Be aware of motivation: Our motivation to support our health and wellbeing may change hour by hour, minute by minute depending on the situation. Being aware of this can help us understand why we do the things we do… and maybe don’t do the things we know we should be doing. Responding to ourselves, and others with compassion and empathy that change is difficult and complex.
Think small: Effective and sustainable change is achieved by thinking about even the smallest behaviours that are required. Its better to succeed at something small than fail at something big. The small successes add up to big successes over time.

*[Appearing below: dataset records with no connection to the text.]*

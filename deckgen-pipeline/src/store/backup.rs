//! Timestamped backups of superseded store files

use std::io;
use std::path::{Path, PathBuf};

/// Save a copy of `path` in `backups_dir` as `<stem>_<timestamp>.parquet`
///
/// `path` itself stays in place so a store file exists at every moment;
/// the caller replaces it afterwards. Timestamps carry milliseconds; a
/// numeric suffix disambiguates the rare collision so an earlier backup is
/// never overwritten.
pub(crate) fn preserve(path: &Path, backups_dir: &Path, stem: &str) -> io::Result<PathBuf> {
    std::fs::create_dir_all(backups_dir)?;

    let stamp = chrono::Local::now().format("%Y%m%d%H%M%S%3f").to_string();
    let target = unused_name(backups_dir, stem, &stamp);

    match std::fs::hard_link(path, &target) {
        Ok(()) => Ok(target),
        Err(_) => {
            // Different filesystem or no link support
            std::fs::copy(path, &target)?;
            Ok(target)
        }
    }
}

fn unused_name(dir: &Path, stem: &str, stamp: &str) -> PathBuf {
    let first = dir.join(format!("{}_{}.parquet", stem, stamp));
    if !first.exists() {
        return first;
    }

    let mut n = 1u32;
    loop {
        let candidate = dir.join(format!("{}_{}_{}.parquet", stem, stamp, n));
        if !candidate.exists() {
            return candidate;
        }
        n += 1;
    }
}

#[cfg(test)]
mod tests {
    use super::*;

    #[test]
    fn test_preserve_keeps_bytes_and_source() {
        let temp = tempfile::tempdir().unwrap();
        let source = temp.path().join("job.parquet");
        std::fs::write(&source, b"previous version").unwrap();

        let backups = temp.path().join("backups");
        let moved = preserve(&source, &backups, "job").unwrap();

        assert_eq!(std::fs::read(&source).unwrap(), b"previous version");
        assert_eq!(std::fs::read(&moved).unwrap(), b"previous version");
        let name = moved.file_name().unwrap().to_string_lossy().to_string();
        assert!(name.starts_with("job_"));
        assert!(name.ends_with(".parquet"));
    }

    #[test]
    fn test_colliding_stamp_gets_suffix() {
        let temp = tempfile::tempdir().unwrap();
        std::fs::write(temp.path().join("job_20240101000000000.parquet"), b"a").unwrap();

        let next = unused_name(temp.path(), "job", "20240101000000000");
        assert_eq!(
            next.file_name().unwrap().to_string_lossy(),
            "job_20240101000000000_1.parquet"
        );
    }
}
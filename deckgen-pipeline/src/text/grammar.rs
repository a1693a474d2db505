//! Display strings from grammatical-info JSON
//!
//! Nouns carry a declension table keyed by case, verbs a conjugation table
//! keyed by tense. Only a handful of forms make it onto the card.

use crate::source::WordType;
use serde_json::Value;

const NOUN_CASE: &str = "Nominative";
const VERB_TENSES: [&str; 3] = ["Indikativ Präsens", "Indikativ Präteritum", "Indikativ Perfekt"];
const VERB_PERSON: &str = "er/sie/es";

/// Short display string, or "" when the blob is missing a form
///
/// - noun: `"<Nom. Sg>, <Nom. Pl>. "`
/// - verb: `"<present>, <past>, <perfect>. "` (third person singular)
pub fn flatten_grammar(blob: &str, word_type: WordType) -> String {
    let parsed: Value = match serde_json::from_str(blob.trim()) {
        Ok(value) => value,
        Err(_) => return String::new(),
    };

    let forms = match word_type {
        WordType::Noun => ["Singular", "Plural"]
            .iter()
            .map(|number| form(&parsed, NOUN_CASE, number))
            .collect::<Option<Vec<_>>>(),
        WordType::Verb => VERB_TENSES
            .iter()
            .map(|tense| form(&parsed, tense, VERB_PERSON))
            .collect::<Option<Vec<_>>>(),
        WordType::Other => None,
    };

    match forms {
        Some(forms) => format!("{}. ", forms.join(", ")),
        None => String::new(),
    }
}

fn form<'a>(value: &'a Value, outer: &str, inner: &str) -> Option<&'a str> {
    value.get(outer)?.get(inner)?.as_str()
}

/// True when a stored blob already satisfies the grammar stage
///
/// Nouns need a parsable object with a `Nominative` entry; verbs need
/// anything other than an empty or `{}` placeholder.
pub fn grammar_is_complete(blob: &str, word_type: WordType) -> bool {
    let trimmed = blob.trim();
    match word_type {
        WordType::Noun => serde_json::from_str::<Value>(trimmed)
            .ok()
            .map(|v| v.get(NOUN_CASE).is_some())
            .unwrap_or(false),
        WordType::Verb => !trimmed.is_empty() && trimmed != "{}",
        WordType::Other => true,
    }
}
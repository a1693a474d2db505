//! MP3 transcoding with ffmpeg

use super::{CollabResult, CollaboratorError, Transcoder};
use async_trait::async_trait;
use deckgen_common::config::TranscoderConfig;
use std::path::{Path, PathBuf};
use tokio::process::Command;

/// Converts waveform files to constant-bitrate MP3
pub struct FfmpegTranscoder {
    program: String,
    bitrate: String,
}

impl FfmpegTranscoder {
    pub fn new(config: &TranscoderConfig) -> Self {
        Self {
            program: config.program.clone(),
            bitrate: config.bitrate.clone(),
        }
    }

    fn args(&self, source: &Path, target: &Path) -> Vec<String> {
        vec![
            "-y".to_string(),
            "-loglevel".to_string(),
            "error".to_string(),
            "-i".to_string(),
            source.to_string_lossy().into_owned(),
            "-b:a".to_string(),
            self.bitrate.clone(),
            target.to_string_lossy().into_owned(),
        ]
    }
}

#[async_trait]
impl Transcoder for FfmpegTranscoder {
    async fn transcode(&self, source: &Path) -> CollabResult<PathBuf> {
        let target = self.target_for(source);
        if tokio::fs::try_exists(&target).await.unwrap_or(false) {
            return Ok(target);
        }

        if !tokio::fs::try_exists(source).await.unwrap_or(false) {
            return Err(CollaboratorError::Io(std::io::Error::new(
                std::io::ErrorKind::NotFound,
                format!("audio source {} does not exist", source.display()),
            )));
        }

        let output = Command::new(&self.program)
            .args(self.args(source, &target))
            .output()
            .await
            .map_err(|e| CollaboratorError::Unavailable(format!("{}: {}", self.program, e)))?;

        if !output.status.success() {
            // ffmpeg may leave a truncated file behind
            let _ = tokio::fs::remove_file(&target).await;
            return Err(CollaboratorError::Process(format!(
                "{} exited with {}: {}",
                self.program,
                output.status,
                String::from_utf8_lossy(&output.stderr).trim()
            )));
        }

        tracing::debug!(source = %source.display(), target = %target.display(), "Transcoded audio");
        Ok(target)
    }
}

#[cfg(test)]
mod tests {
    use super::*;

    fn transcoder(program: &str) -> FfmpegTranscoder {
        FfmpegTranscoder::new(&TranscoderConfig {
            program: program.to_string(),
            bitrate: "32k".to_string(),
        })
    }

    #[test]
    fn test_ffmpeg_arguments() {
        let args = transcoder("ffmpeg").args(Path::new("a.wav"), Path::new("a.mp3"));
        assert_eq!(
            args,
            vec!["-y", "-loglevel", "error", "-i", "a.wav", "-b:a", "32k", "a.mp3"]
        );
    }

    #[tokio::test]
    async fn test_existing_target_is_kept() {
        let temp = tempfile::tempdir().unwrap();
        let source = temp.path().join("00001-x.wav");
        let target = temp.path().join("00001-x.mp3");
        std::fs::write(&target, b"already there").unwrap();

        // A missing program proves no process was started
        let result = transcoder("definitely-not-ffmpeg").transcode(&source).await.unwrap();
        assert_eq!(result, target);
        assert_eq!(std::fs::read(&target).unwrap(), b"already there");
    }

    #[tokio::test]
    async fn test_missing_source_is_an_error() {
        let temp = tempfile::tempdir().unwrap();
        let result = transcoder("ffmpeg")
            .transcode(&temp.path().join("nope.wav"))
            .await;
        assert!(result.is_err());
    }
}
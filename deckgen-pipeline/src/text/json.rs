//! JSON extraction from free-form text

use serde_json::{Map, Value};

/// Parse the first balanced `{...}` in `text` and keep only `keys`
///
/// Returns `None` when there is no balanced object, it does not parse, or
/// any of `keys` is missing.
pub fn find_and_parse_json(text: &str, keys: &[&str]) -> Option<Map<String, Value>> {
    let start = text.find('{')?;
    let mut depth = 0usize;
    let mut end = None;

    for (offset, c) in text[start..].char_indices() {
        match c {
            '{' => depth += 1,
            '}' => {
                depth = depth.saturating_sub(1);
                if depth == 0 {
                    end = Some(start + offset);
                    break;
                }
            }
            _ => {}
        }
    }

    let candidate = &text[start..=end?];
    let parsed: Value = serde_json::from_str(candidate).ok()?;
    let object = parsed.as_object()?;

    let mut selected = Map::new();
    for key in keys {
        selected.insert((*key).to_string(), object.get(*key)?.clone());
    }
    Some(selected)
}

/// String form of a JSON value: strings unquoted, anything else serialized
pub fn value_text(value: &Value) -> String {
    match value {
        Value::String(s) => s.clone(),
        other => other.to_string(),
    }
}

#[cfg(test)]
mod tests {
    use super::*;

    #[test]
    fn test_extracts_object_from_chatter() {
        let text = r#"Sure! Here it is: { "German": "der Hund", "English": "dog", "note": 1 } Hope that helps."#;
        let parsed = find_and_parse_json(text, &["German", "English"]).unwrap();
        assert_eq!(parsed.len(), 2);
        assert_eq!(parsed["English"], "dog");
    }

    #[test]
    fn test_nested_braces() {
        let text = r#"{"German": "a", "English": "b", "extra": {"x": 1}} trailing }"#;
        assert!(find_and_parse_json(text, &["German"]).is_some());
    }

    #[test]
    fn test_missing_key_or_unbalanced() {
        assert!(find_and_parse_json(r#"{"German": "a"}"#, &["German", "English"]).is_none());
        assert!(find_and_parse_json(r#"{"German": "a""#, &["German"]).is_none());
        assert!(find_and_parse_json("no json here", &["German"]).is_none());
        assert!(find_and_parse_json("{not json}", &["German"]).is_none());
    }

    #[test]
    fn test_value_text() {
        assert_eq!(value_text(&Value::String("x".into())), "x");
        assert_eq!(value_text(&serde_json::json!(3)), "3");
    }
}
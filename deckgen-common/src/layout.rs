//! On-disk layout below the root folder
//!
//! ```text
//! <root>/
//! ├── stores/           # one <job>.parquet per job
//! ├── store_backups/    # previous store versions, timestamped
//! ├── media/<job>/      # synthesized and transcoded audio
//! └── decks/            # packaged deck archives
//! ```

use crate::Result;
use std::path::{Path, PathBuf};
use tracing::info;

/// Paths derived from the resolved root folder
#[derive(Debug, Clone)]
pub struct RootLayout {
    root: PathBuf,
}

impl RootLayout {
    pub fn new(root: impl Into<PathBuf>) -> Self {
        Self { root: root.into() }
    }

    pub fn root(&self) -> &Path {
        &self.root
    }

    pub fn stores_dir(&self) -> PathBuf {
        self.root.join("stores")
    }

    pub fn backups_dir(&self) -> PathBuf {
        self.root.join("store_backups")
    }

    pub fn media_dir(&self, job: &str) -> PathBuf {
        self.root.join("media").join(sanitize_job_name(job))
    }

    pub fn decks_dir(&self) -> PathBuf {
        self.root.join("decks")
    }

    /// Create every shared directory (media folders are created per job)
    pub fn ensure_directories(&self) -> Result<()> {
        for dir in [self.stores_dir(), self.backups_dir(), self.decks_dir()] {
            if !dir.exists() {
                std::fs::create_dir_all(&dir)?;
                info!("Created directory: {}", dir.display());
            }
        }
        Ok(())
    }

    /// Create the media folder for a job and return it
    pub fn ensure_media_dir(&self, job: &str) -> Result<PathBuf> {
        let dir = self.media_dir(job);
        std::fs::create_dir_all(&dir)?;
        Ok(dir)
    }
}

/// Job names become file names; keep them to a portable character set
pub fn sanitize_job_name(job: &str) -> String {
    let cleaned: String = job
        .trim()
        .chars()
        .map(|c| {
            if c.is_alphanumeric() || matches!(c, '-' | '_' | '.' | ' ') {
                c
            } else {
                '_'
            }
        })
        .collect();

    if cleaned.is_empty() {
        "job".to_string()
    } else {
        cleaned
    }
}

#[cfg(test)]
mod tests {
    use super::*;

    #[test]
    fn test_paths_are_below_root() {
        let layout = RootLayout::new("/tmp/deckgen-root");
        assert_eq!(layout.stores_dir(), PathBuf::from("/tmp/deckgen-root/stores"));
        assert_eq!(
            layout.media_dir("A1 words"),
            PathBuf::from("/tmp/deckgen-root/media/A1 words")
        );
    }

    #[test]
    fn test_sanitize_job_name() {
        assert_eq!(sanitize_job_name("goethe/a1"), "goethe_a1");
        assert_eq!(sanitize_job_name("  "), "job");
        assert_eq!(sanitize_job_name("Wörter-2"), "Wörter-2");
    }

    #[test]
    fn test_ensure_directories() {
        let temp = tempfile::tempdir().unwrap();
        let layout = RootLayout::new(temp.path());
        layout.ensure_directories().unwrap();

        assert!(layout.stores_dir().is_dir());
        assert!(layout.backups_dir().is_dir());
        assert!(layout.decks_dir().is_dir());

        let media = layout.ensure_media_dir("job").unwrap();
        assert!(media.is_dir());
    }
}
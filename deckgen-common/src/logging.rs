//! Tracing initialisation shared by deckgen binaries

use crate::config::LoggingConfig;
use crate::{Error, Result};
use std::fs::OpenOptions;
use std::sync::Mutex;
use tracing_subscriber::EnvFilter;

/// Install the global tracing subscriber
///
/// `RUST_LOG` takes precedence over the configured level. When a log file is
/// configured, output is appended to it without ANSI colours.
pub fn init_tracing(config: &LoggingConfig) -> Result<()> {
    let filter = EnvFilter::try_from_default_env()
        .or_else(|_| EnvFilter::try_new(&config.level))
        .map_err(|e| Error::Config(format!("Invalid log level '{}': {}", config.level, e)))?;

    let builder = tracing_subscriber::fmt().with_env_filter(filter).with_target(false);

    let installed = match &config.file {
        Some(path) => {
            if let Some(parent) = path.parent() {
                if !parent.as_os_str().is_empty() {
                    std::fs::create_dir_all(parent)?;
                }
            }
            let file = OpenOptions::new().create(true).append(true).open(path)?;
            builder
                .with_ansi(false)
                .with_writer(Mutex::new(file))
                .try_init()
        }
        None => builder.with_writer(std::io::stderr).try_init(),
    };

    installed.map_err(|e| Error::Internal(format!("Failed to install tracing subscriber: {}", e)))
}
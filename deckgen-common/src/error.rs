//! Common error types for deckgen

use thiserror::Error;

/// Common result type for deckgen operations
pub type Result<T> = std::result::Result<T, Error>;

/// Common error types across the deckgen crates
#[derive(Error, Debug)]
pub enum Error {
    /// I/O operation error (wraps std::io::Error)
    #[error("IO error: {0}")]
    Io(#[from] std::io::Error),

    /// Configuration loading or validation error
    #[error("Configuration error: {0}")]
    Config(String),

    /// Invalid user input or request parameter
    #[error("Invalid input: {0}")]
    InvalidInput(String),

    /// Internal error
    #[error("Internal error: {0}")]
    Internal(String),
}
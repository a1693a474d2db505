//! Sentence generation: translation, sentences and puzzle text
//!
//! Completion predicate: a row exists for the word. Items carrying a
//! reference gloss are filled from it and never reach the model.

use super::{session_open_error, ItemState, Stage, StageKind};
use crate::collaborators::{LanguageModel, ModelSession};
use crate::error::{PipelineError, Result};
use crate::layout::{SentenceLayout, TRANSLATION_COLUMN};
use crate::prompts::{self, SentenceKind, SYSTEM_PROMPT};
use crate::source::{Gloss, Item};
use crate::store::KeyedStore;
use crate::text::{obscure_closest_word, remove_article_de, remove_article_en};
use async_trait::async_trait;
use tracing::{debug, info};

/// Sentence kinds per slot
pub fn sentence_kinds(layout: SentenceLayout) -> &'static [SentenceKind] {
    match layout {
        SentenceLayout::OneSentence => &[SentenceKind::Example],
        SentenceLayout::TwoSentence => &[SentenceKind::Descriptive, SentenceKind::Example],
    }
}

/// Columns for one filled slot
fn slot_entries(slot: usize, word: &str, german: &str, english: &str) -> [(String, String); 3] {
    [
        (
            format!("{}_pzl", slot),
            obscure_closest_word(german, &remove_article_de(word)),
        ),
        (format!("{}_fil", slot), german.to_string()),
        (format!("{}_trans", slot), english.to_string()),
    ]
}

fn gloss_entries(word: &str, gloss: &Gloss) -> Vec<(String, String)> {
    let mut entries = vec![(TRANSLATION_COLUMN.to_string(), gloss.word_trans.clone())];
    entries.extend(slot_entries(1, word, &gloss.sentence, &gloss.sentence_trans));
    entries
}

pub struct GenerateStage<'a> {
    model: &'a dyn LanguageModel,
    layout: SentenceLayout,
    session: Option<Box<dyn ModelSession>>,
}

impl<'a> GenerateStage<'a> {
    pub fn new(model: &'a dyn LanguageModel, layout: SentenceLayout) -> Self {
        Self {
            model,
            layout,
            session: None,
        }
    }

    /// Open the model session on first use
    async fn session(&mut self) -> Result<&mut dyn ModelSession> {
        if self.session.is_none() {
            let session = self
                .model
                .open(SYSTEM_PROMPT)
                .await
                .map_err(|e| session_open_error("language model", e))?;
            info!("Language model session opened");
            self.session = Some(session);
        }

        match self.session.as_deref_mut() {
            Some(session) => Ok(session),
            None => Err(PipelineError::SessionOpen {
                collaborator: "language model",
                message: "session missing after open".to_string(),
            }),
        }
    }

    async fn generate(&mut self, item: &Item) -> Result<Vec<(String, String)>> {
        let kinds = sentence_kinds(self.layout);
        let session = self.session().await?;

        let translation = prompts::translate(session, &item.word, item.word_type).await?;
        let word_trans = remove_article_en(&translation.english);
        debug!(key = %item.word, translation = %word_trans, "Translated");

        let mut entries = vec![(TRANSLATION_COLUMN.to_string(), word_trans.clone())];
        for (i, kind) in kinds.iter().enumerate() {
            let pair = prompts::sentence(session, *kind, &item.word, item.word_type, &word_trans).await?;
            entries.extend(slot_entries(i + 1, &item.word, &pair.german, &pair.english));
        }
        Ok(entries)
    }
}

#[async_trait]
impl Stage for GenerateStage<'_> {
    fn kind(&self) -> StageKind {
        StageKind::Generate
    }

    fn is_complete(&self, store: &KeyedStore, item: &Item) -> Result<bool> {
        Ok(store.is_duplicate(&item.word))
    }

    async fn process(
        &mut self,
        _index: usize,
        item: &Item,
        store: &mut KeyedStore,
        _force: bool,
    ) -> Result<ItemState> {
        // Everything is generated before the first upsert so a failed
        // item leaves no partial row behind
        let entries = match &item.reference {
            Some(gloss) => gloss_entries(&item.word, gloss),
            None => self.generate(item).await?,
        };

        store.upsert(&item.word, entries)?;
        Ok(ItemState::Upserted)
    }

    async fn finish(&mut self) -> Result<()> {
        if let Some(session) = self.session.take() {
            session.close().await?;
            info!("Language model session closed");
        }
        Ok(())
    }
}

Be aware of the world in which we live: Our environment prompts us into certain behaviours- often we are not aware of it. We need our environment to work in our favour and make it easier to do the things we want to do for our health and wellbeing. Think about prompts, e.g. notes on the doors, prompts on our phones, reminders, visual and motivational cues that are triggering us into certain things, and how we can use these to support our new behaviours. Doing this frees up our brain to deal with other things.
Complete the MAP Planner: Use the MAP planner to work out the specific changes that are needed at work and at home to support your health and wellbeing. Develop a plan about what you are going to do to make those changes. Keep it somewhere you will see it regularly to remind you what you have planned.